-- TASK GOAL --
What lines of the data hold the string "configured"? Copy them all.

Stored records
*** Begin section ***

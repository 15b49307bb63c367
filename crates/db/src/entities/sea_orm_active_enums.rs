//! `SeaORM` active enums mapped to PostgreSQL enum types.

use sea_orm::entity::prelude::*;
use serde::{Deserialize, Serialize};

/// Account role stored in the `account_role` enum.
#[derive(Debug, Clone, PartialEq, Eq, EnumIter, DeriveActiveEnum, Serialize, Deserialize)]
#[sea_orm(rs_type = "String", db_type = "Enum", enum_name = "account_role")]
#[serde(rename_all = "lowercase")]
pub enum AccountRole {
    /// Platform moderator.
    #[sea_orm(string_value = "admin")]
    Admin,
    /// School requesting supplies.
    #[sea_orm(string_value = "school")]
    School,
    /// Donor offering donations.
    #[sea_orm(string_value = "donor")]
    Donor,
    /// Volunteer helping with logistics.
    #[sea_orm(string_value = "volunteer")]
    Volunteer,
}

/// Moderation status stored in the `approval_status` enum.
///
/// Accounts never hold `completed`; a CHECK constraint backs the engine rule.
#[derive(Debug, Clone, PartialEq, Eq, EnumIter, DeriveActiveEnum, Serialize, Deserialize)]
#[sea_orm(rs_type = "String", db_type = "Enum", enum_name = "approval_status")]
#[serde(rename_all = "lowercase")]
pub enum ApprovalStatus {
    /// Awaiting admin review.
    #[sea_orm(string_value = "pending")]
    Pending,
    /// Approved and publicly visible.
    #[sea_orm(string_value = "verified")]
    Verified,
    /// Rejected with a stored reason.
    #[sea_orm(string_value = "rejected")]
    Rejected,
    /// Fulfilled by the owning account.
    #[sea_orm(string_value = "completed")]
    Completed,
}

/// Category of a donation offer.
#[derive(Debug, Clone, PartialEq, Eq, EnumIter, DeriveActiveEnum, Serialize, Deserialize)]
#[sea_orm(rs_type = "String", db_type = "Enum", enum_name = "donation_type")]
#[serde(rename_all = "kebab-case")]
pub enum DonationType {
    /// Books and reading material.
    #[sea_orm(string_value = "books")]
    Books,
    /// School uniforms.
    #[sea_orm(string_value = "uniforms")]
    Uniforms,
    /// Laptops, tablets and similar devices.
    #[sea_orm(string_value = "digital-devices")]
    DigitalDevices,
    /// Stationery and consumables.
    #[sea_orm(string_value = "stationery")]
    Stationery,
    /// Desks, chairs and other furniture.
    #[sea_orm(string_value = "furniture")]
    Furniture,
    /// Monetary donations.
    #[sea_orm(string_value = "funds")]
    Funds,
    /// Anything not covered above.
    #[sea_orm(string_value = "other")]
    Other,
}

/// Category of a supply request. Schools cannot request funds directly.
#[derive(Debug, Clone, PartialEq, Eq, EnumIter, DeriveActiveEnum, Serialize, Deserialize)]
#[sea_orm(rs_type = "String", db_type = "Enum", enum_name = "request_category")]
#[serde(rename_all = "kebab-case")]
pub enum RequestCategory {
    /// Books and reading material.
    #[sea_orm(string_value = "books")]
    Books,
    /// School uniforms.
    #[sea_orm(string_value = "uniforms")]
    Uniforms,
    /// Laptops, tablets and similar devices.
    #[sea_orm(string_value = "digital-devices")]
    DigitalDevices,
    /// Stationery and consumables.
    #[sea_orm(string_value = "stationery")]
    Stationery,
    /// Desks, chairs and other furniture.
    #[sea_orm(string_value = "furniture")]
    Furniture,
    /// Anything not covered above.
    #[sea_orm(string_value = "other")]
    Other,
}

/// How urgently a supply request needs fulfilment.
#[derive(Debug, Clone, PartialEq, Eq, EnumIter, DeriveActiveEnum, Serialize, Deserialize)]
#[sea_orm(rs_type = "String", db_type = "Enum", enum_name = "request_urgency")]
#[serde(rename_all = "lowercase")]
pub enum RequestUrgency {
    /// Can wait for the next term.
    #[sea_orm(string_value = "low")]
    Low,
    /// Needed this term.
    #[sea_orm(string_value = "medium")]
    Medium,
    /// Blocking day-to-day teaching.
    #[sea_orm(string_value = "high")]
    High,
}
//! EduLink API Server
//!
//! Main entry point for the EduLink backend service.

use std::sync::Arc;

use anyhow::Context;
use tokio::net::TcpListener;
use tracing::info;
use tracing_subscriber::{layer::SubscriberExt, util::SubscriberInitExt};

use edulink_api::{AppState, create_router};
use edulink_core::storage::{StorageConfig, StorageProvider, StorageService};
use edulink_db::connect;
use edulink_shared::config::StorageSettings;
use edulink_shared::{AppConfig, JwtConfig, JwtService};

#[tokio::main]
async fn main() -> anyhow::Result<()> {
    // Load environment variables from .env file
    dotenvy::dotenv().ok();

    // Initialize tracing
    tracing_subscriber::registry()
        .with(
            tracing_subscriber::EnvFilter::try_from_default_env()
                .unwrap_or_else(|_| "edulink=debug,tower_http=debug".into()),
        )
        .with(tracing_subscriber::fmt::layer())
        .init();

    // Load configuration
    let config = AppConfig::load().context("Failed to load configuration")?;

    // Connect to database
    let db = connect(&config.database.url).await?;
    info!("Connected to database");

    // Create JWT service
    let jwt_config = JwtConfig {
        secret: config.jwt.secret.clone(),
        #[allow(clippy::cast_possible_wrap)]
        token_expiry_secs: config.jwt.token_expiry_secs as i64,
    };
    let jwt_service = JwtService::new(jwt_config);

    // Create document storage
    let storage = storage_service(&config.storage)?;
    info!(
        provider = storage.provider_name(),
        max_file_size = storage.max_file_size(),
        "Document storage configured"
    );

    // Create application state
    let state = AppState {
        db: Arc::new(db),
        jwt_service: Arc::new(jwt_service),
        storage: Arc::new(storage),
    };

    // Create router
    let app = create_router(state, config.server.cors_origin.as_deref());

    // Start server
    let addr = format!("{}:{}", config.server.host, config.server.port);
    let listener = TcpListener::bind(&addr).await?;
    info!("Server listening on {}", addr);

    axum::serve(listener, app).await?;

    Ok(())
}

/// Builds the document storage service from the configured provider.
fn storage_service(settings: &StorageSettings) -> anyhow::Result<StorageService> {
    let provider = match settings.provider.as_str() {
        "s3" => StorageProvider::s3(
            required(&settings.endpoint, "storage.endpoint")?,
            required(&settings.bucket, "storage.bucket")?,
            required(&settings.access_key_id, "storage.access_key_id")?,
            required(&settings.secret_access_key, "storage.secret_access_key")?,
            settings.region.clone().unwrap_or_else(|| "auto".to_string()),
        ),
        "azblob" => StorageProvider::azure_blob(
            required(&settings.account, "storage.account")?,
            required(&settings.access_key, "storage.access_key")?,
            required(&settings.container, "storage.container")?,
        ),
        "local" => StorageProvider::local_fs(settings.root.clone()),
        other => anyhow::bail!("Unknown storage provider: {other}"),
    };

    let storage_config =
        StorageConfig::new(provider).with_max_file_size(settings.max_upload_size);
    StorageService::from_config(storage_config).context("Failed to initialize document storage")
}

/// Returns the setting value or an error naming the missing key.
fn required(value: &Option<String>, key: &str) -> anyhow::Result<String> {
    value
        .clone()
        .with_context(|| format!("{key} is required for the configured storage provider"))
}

*** End section ***
*** Begin section ***

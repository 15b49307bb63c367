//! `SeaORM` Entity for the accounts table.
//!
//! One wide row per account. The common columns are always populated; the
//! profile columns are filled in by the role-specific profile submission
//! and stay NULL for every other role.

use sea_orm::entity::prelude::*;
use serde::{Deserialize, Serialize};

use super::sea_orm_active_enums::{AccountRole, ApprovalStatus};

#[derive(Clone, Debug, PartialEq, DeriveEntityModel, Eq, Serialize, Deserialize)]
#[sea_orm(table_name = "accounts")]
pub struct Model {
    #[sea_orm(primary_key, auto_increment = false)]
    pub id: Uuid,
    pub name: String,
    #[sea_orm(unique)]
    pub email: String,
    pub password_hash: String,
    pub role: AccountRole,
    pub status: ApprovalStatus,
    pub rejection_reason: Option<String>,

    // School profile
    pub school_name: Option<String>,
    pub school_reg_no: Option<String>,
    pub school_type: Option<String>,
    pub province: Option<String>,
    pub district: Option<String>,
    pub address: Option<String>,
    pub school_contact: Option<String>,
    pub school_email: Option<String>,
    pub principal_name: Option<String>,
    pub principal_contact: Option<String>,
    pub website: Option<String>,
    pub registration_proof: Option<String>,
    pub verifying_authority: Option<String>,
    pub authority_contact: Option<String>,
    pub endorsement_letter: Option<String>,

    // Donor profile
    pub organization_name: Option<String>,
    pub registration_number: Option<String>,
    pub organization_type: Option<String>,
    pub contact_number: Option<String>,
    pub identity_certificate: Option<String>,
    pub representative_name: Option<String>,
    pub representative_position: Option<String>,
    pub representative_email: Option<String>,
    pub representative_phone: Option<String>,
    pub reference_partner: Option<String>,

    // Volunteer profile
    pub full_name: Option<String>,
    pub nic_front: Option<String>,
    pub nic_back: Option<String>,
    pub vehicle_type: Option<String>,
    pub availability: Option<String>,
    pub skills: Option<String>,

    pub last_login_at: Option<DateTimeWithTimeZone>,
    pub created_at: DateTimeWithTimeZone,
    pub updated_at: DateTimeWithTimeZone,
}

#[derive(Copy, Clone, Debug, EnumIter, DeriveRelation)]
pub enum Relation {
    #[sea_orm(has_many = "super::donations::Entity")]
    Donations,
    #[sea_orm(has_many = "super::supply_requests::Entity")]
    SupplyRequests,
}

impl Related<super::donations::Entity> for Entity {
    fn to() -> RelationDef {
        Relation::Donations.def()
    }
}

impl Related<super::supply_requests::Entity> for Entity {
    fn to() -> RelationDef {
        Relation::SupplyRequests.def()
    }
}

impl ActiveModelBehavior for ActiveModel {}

*** End section ***
*** Begin section ***

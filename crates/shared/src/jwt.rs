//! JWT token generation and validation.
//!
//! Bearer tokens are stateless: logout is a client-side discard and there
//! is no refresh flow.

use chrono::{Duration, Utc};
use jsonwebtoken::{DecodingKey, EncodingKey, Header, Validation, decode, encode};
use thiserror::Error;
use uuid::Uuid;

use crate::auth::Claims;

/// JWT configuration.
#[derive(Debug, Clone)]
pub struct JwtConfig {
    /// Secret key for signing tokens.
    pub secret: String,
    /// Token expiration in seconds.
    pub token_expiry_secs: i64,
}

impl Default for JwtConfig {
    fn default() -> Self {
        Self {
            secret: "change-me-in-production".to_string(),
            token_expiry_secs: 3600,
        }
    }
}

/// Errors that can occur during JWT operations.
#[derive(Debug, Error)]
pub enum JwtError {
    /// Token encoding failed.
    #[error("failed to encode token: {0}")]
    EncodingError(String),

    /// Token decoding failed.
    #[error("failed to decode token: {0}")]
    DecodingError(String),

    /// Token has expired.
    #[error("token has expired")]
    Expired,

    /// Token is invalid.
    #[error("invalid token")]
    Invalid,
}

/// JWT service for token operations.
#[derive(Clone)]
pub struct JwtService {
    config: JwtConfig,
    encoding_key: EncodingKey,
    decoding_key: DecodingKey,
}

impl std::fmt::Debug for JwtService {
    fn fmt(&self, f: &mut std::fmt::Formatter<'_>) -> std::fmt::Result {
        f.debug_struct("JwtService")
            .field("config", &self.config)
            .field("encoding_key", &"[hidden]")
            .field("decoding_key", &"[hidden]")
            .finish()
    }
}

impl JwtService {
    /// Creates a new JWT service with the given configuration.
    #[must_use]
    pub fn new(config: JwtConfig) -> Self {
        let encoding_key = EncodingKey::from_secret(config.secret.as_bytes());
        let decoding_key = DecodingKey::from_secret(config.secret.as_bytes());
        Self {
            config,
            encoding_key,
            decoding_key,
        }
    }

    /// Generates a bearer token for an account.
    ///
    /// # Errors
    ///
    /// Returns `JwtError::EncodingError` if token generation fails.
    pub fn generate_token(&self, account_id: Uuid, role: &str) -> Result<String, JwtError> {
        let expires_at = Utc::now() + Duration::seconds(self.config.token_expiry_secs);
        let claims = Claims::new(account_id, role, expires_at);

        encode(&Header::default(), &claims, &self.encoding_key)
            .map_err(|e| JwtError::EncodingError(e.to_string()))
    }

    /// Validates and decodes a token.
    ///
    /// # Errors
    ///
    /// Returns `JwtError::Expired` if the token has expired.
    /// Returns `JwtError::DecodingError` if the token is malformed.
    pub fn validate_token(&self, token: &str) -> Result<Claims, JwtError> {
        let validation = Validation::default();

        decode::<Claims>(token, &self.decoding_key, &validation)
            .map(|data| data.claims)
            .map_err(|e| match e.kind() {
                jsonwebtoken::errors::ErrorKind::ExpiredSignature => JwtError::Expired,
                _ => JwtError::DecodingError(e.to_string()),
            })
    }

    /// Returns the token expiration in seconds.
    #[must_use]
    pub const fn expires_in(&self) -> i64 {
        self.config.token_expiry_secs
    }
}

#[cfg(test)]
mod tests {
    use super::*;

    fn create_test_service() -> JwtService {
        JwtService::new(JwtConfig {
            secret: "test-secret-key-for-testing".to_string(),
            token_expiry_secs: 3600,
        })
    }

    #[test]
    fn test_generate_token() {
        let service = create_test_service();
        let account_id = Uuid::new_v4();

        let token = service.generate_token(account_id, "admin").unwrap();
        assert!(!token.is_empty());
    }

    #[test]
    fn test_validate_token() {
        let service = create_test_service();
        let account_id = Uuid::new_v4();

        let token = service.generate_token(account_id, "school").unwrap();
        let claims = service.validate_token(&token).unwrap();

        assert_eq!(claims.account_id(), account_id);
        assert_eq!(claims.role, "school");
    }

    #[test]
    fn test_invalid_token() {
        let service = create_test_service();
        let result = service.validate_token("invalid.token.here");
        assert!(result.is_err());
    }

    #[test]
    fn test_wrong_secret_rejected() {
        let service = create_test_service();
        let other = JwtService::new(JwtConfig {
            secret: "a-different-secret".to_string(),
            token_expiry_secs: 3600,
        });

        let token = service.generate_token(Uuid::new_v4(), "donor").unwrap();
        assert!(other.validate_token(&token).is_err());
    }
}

*** End section ***

-- TASK OUTPUT --
        "Document storage configured"
/// Builds the document storage service from the configured provider.
        .with_context(|| format!("{key} is required for the configured storage provider"))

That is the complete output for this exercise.